**Aim of the exercise:**
Your task is to quote the listing below exactly, beginning with its first line and ending on the line bearing "pub fn new(name: impl".

**Record set:**
"""

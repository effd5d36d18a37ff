pub mod clearing;
pub mod orders;

use std::collections::BTreeMap;

pub use clearing::*;
pub use orders::*;

use crate::ledger::{LedgerRow, MarketLogRow};
use crate::types::{Product, Seconds};

// === MARKET ===

/// A venue clearing one book per listed product.
#[derive(Debug, Clone)]
pub struct Market {
    pub name: String,
    pub rule: ClearingRule,
    /// product_type -> lead_time -> resting orders
    order_books: BTreeMap<Seconds, BTreeMap<Seconds, Vec<Order>>>,
    pub log: Vec<MarketLogRow>,
}

impl Market {
    pub fn new(name: impl Into<String>, rule: ClearingRule, products: &[Product]) -> Self {
        let mut order_books: BTreeMap<Seconds, BTreeMap<Seconds, Vec<Order>>> = BTreeMap::new();
        for product in products {
            order_books
                .entry(product.product_type)
                .or_default()
                .insert(product.lead_time, Vec::new());
        }
        Self {
            name: name.into(),
            rule,
            order_books,
            log: Vec::new(),
        }
    }

    pub fn book(&self, product: Product) -> &[Order] {
        self.order_books
            .get(&product.product_type)
            .and_then(|by_lead| by_lead.get(&product.lead_time))
            .map(Vec::as_slice)
            .unwrap_or(&[])
    }

    /// Accept an order into its book. Zero quantities are ignored; unlisted products are
    /// reported and dropped.
    pub fn process_msg(&mut self, order: Order) {
        if order.quantity == 0.0 {
            return;
        }
        let Some(book) = self
            .order_books
            .get_mut(&order.product.product_type)
            .and_then(|by_lead| by_lead.get_mut(&order.product.lead_time))
        else {
            #[cfg(feature = "instrument")]
            tracing::warn!(
                target: "routing",
                receiver = self.name.as_str(),
                sender = order.sender_id.as_str(),
                product_type = order.product.product_type,
                lead_time = order.product.lead_time,
                "order for unlisted product dropped"
            );
            return;
        };

        #[cfg(feature = "instrument")]
        tracing::info!(
            target: "order",
            market = self.name.as_str(),
            sender = order.sender_id.as_str(),
            side = order.side.as_str(),
            product_type = order.product.product_type,
            lead_time = order.product.lead_time,
            quantity = order.quantity,
            price = order.price,
            min_acceptance_ratio = order.min_acceptance_ratio,
        );

        book.push(order);
    }

    /// Clear the book of `product`, empty it and log the settlement.
    pub fn clear(&mut self, product: Product, time: Seconds) -> Vec<Trade> {
        let book = self
            .order_books
            .get_mut(&product.product_type)
            .and_then(|by_lead| by_lead.get_mut(&product.lead_time))
            .map(std::mem::take)
            .unwrap_or_default();

        let outcome = self.rule.clear(&self.name, &book);

        let (quantity, turnover) = outcome
            .trades
            .iter()
            .filter(|t| t.side == Side::Buy)
            .fold((0.0, 0.0), |(q, v), t| (q + t.quantity, v + t.quantity * t.price));
        let price = (quantity != 0.0).then(|| turnover / quantity);

        #[cfg(feature = "instrument")]
        tracing::info!(
            target: "clearing",
            market = self.name.as_str(),
            time,
            product_type = product.product_type,
            lead_time = product.lead_time,
            orders = book.len() as u64,
            iterations = outcome.iterations as u64,
            quantity,
            price = price.unwrap_or(f64::NAN),
        );

        self.log.push(MarketLogRow {
            time,
            product,
            quantity,
            price,
        });

        outcome.trades
    }

    pub fn to_rows(&self) -> Vec<LedgerRow> {
        self.log.iter().map(MarketLogRow::to_row).collect()
    }
}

"""

**Answer space:**
repository effd5d36d18a37ff
pub mod clearing;
pub mod orders;

use std::collections::BTreeMap;

pub use clearing::*;
pub use orders::*;

use crate::ledger::{LedgerRow, MarketLogRow};
use crate::types::{Product, Seconds};

// === MARKET ===

/// A venue clearing one book per listed product.
#[derive(Debug, Clone)]
pub struct Market {
    pub name: String,
    pub rule: ClearingRule,
    /// product_type -> lead_time -> resting orders
    order_books: BTreeMap<Seconds, BTreeMap<Seconds, Vec<Order>>>,
    pub log: Vec<MarketLogRow>,
}

impl Market {
    pub fn new(name: impl Into<String>, rule: ClearingRule, products: &[Product]) -> Self {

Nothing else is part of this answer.